Please return every line of the records below that holds the word "after".

» Data for processing:
..............................

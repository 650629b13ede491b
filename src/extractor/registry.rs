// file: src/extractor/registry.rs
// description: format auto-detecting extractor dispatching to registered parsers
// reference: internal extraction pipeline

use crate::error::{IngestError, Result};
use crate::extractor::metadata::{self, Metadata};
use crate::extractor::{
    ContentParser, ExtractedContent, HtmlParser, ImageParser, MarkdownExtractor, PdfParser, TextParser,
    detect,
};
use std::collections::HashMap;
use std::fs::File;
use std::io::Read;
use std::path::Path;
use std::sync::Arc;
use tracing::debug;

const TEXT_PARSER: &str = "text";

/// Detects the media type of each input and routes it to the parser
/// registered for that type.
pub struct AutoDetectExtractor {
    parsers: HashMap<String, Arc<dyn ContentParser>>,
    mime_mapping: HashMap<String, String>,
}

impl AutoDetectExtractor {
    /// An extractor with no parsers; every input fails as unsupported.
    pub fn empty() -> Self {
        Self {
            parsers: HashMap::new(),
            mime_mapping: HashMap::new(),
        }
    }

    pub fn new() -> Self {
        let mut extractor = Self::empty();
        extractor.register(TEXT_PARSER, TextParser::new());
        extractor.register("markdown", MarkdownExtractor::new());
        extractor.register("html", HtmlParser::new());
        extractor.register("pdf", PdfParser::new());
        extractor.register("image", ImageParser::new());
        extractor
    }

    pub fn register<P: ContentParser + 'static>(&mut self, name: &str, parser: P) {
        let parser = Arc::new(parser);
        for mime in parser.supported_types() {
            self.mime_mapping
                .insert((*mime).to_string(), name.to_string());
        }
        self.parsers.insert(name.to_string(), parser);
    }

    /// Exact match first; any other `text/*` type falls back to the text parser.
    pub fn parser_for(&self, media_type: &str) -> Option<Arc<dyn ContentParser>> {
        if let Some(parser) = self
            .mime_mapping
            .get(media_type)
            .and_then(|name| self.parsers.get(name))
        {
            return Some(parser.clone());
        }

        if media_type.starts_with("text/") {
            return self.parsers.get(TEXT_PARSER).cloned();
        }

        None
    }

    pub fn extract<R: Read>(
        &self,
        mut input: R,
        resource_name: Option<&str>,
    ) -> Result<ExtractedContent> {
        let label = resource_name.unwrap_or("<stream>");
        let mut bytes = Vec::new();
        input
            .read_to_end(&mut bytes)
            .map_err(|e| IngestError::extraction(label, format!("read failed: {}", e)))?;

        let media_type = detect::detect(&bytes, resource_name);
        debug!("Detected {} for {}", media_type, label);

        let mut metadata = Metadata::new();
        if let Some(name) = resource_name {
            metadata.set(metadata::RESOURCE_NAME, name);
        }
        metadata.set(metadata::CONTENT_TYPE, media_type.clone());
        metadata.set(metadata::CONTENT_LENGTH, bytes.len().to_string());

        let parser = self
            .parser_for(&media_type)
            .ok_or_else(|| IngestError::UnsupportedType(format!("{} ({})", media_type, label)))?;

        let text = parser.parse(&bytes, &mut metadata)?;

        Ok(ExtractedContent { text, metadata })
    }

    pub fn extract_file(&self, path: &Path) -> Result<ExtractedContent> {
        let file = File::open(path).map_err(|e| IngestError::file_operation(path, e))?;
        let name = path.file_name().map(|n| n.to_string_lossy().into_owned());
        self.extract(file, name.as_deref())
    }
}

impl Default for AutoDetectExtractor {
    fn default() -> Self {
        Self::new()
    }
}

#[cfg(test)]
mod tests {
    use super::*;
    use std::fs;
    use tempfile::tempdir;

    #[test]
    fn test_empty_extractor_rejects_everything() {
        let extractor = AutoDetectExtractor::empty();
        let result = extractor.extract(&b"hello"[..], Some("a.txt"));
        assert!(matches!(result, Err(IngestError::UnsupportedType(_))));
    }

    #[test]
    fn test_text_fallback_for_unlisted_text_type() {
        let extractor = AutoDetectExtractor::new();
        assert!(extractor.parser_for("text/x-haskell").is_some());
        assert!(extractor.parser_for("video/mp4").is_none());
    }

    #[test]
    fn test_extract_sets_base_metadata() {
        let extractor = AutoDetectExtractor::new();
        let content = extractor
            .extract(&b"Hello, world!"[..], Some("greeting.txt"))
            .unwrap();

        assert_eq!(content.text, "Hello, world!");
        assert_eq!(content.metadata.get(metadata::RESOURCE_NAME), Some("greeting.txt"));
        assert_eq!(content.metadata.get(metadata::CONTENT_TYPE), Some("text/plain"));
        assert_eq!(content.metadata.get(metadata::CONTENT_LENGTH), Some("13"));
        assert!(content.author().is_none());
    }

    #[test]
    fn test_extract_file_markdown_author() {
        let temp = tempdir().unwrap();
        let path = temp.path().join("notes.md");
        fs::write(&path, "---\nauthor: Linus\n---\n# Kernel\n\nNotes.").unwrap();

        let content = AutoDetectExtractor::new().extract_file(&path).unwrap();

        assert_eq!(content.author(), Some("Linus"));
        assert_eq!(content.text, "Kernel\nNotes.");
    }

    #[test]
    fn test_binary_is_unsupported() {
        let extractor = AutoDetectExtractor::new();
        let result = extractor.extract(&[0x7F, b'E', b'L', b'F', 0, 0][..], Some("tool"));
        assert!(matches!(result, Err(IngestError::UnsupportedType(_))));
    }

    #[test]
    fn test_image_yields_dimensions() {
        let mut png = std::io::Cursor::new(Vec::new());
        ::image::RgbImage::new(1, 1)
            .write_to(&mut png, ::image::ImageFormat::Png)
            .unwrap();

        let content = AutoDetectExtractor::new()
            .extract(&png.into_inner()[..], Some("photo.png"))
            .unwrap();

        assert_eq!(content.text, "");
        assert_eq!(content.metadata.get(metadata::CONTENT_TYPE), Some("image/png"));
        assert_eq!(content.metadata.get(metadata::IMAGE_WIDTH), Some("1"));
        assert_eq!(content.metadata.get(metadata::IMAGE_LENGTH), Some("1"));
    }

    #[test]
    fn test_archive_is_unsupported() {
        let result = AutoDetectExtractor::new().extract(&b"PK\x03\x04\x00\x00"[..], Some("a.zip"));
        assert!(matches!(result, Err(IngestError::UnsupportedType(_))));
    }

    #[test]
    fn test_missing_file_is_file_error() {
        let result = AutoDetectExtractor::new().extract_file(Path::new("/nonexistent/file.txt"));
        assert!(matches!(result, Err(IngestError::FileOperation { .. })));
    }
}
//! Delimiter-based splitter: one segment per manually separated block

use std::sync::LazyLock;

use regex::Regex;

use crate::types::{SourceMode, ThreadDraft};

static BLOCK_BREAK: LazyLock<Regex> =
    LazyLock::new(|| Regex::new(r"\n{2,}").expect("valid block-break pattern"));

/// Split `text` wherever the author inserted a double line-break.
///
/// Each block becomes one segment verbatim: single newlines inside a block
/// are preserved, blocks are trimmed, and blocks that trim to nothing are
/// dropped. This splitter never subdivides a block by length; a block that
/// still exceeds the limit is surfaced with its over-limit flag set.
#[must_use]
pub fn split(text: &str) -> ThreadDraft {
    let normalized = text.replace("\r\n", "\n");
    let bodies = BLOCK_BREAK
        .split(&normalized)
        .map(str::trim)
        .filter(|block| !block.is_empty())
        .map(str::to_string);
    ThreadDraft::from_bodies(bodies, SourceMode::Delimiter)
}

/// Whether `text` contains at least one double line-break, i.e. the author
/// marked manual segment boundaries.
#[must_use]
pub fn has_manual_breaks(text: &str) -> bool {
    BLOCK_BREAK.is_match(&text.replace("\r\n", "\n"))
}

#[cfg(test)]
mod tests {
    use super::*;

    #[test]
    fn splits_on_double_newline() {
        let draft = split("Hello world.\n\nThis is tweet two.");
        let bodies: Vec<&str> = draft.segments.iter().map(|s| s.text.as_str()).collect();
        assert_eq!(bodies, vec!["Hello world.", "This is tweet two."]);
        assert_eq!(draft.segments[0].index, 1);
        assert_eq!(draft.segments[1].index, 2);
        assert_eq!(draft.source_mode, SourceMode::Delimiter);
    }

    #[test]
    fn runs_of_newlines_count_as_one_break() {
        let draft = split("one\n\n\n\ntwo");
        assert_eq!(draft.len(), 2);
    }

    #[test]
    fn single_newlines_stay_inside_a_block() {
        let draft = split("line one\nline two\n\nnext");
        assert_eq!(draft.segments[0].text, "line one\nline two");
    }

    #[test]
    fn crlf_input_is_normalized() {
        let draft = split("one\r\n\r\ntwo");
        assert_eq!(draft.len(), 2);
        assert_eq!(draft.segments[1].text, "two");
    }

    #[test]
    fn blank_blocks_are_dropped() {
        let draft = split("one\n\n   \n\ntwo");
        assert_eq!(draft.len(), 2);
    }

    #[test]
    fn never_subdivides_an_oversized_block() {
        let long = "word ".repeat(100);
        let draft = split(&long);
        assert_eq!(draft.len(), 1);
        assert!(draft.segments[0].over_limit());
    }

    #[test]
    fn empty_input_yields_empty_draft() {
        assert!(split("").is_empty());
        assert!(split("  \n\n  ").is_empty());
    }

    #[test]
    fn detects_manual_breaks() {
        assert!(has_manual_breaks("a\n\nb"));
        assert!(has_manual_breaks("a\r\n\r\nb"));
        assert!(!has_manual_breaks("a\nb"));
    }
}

..............................

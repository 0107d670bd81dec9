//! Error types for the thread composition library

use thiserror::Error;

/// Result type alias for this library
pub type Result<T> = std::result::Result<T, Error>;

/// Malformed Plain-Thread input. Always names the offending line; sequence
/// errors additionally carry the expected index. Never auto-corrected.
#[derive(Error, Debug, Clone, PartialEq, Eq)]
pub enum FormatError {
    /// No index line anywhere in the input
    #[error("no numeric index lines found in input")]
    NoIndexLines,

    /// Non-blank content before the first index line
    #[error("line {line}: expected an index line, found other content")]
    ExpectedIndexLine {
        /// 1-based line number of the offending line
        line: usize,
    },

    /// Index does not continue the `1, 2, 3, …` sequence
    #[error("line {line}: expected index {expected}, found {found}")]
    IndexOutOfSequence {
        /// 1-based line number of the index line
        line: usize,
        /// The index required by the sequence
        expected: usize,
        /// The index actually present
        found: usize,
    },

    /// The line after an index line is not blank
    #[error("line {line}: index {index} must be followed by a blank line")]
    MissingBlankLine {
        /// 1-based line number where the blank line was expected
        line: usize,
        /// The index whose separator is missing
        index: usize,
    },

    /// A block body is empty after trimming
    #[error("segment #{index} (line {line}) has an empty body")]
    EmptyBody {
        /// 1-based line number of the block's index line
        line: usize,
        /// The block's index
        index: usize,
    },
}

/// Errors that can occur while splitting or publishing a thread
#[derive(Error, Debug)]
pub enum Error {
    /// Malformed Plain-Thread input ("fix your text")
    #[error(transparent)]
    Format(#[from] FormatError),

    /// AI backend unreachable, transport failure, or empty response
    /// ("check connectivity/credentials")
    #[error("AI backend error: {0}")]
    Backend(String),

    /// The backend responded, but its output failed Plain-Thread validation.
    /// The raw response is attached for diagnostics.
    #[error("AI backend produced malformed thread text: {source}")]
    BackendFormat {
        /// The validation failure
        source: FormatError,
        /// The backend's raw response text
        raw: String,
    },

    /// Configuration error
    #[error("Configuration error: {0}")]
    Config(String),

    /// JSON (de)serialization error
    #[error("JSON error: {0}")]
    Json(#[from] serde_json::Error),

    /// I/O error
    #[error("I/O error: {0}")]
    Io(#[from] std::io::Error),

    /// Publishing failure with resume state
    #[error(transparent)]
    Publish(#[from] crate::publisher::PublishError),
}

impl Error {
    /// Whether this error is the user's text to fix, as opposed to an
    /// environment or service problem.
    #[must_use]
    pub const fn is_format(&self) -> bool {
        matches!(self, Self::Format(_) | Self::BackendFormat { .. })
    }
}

..............................

» Solution for this exercise:
    /// The line after an index line is not blank
    /// A block body is empty after trimming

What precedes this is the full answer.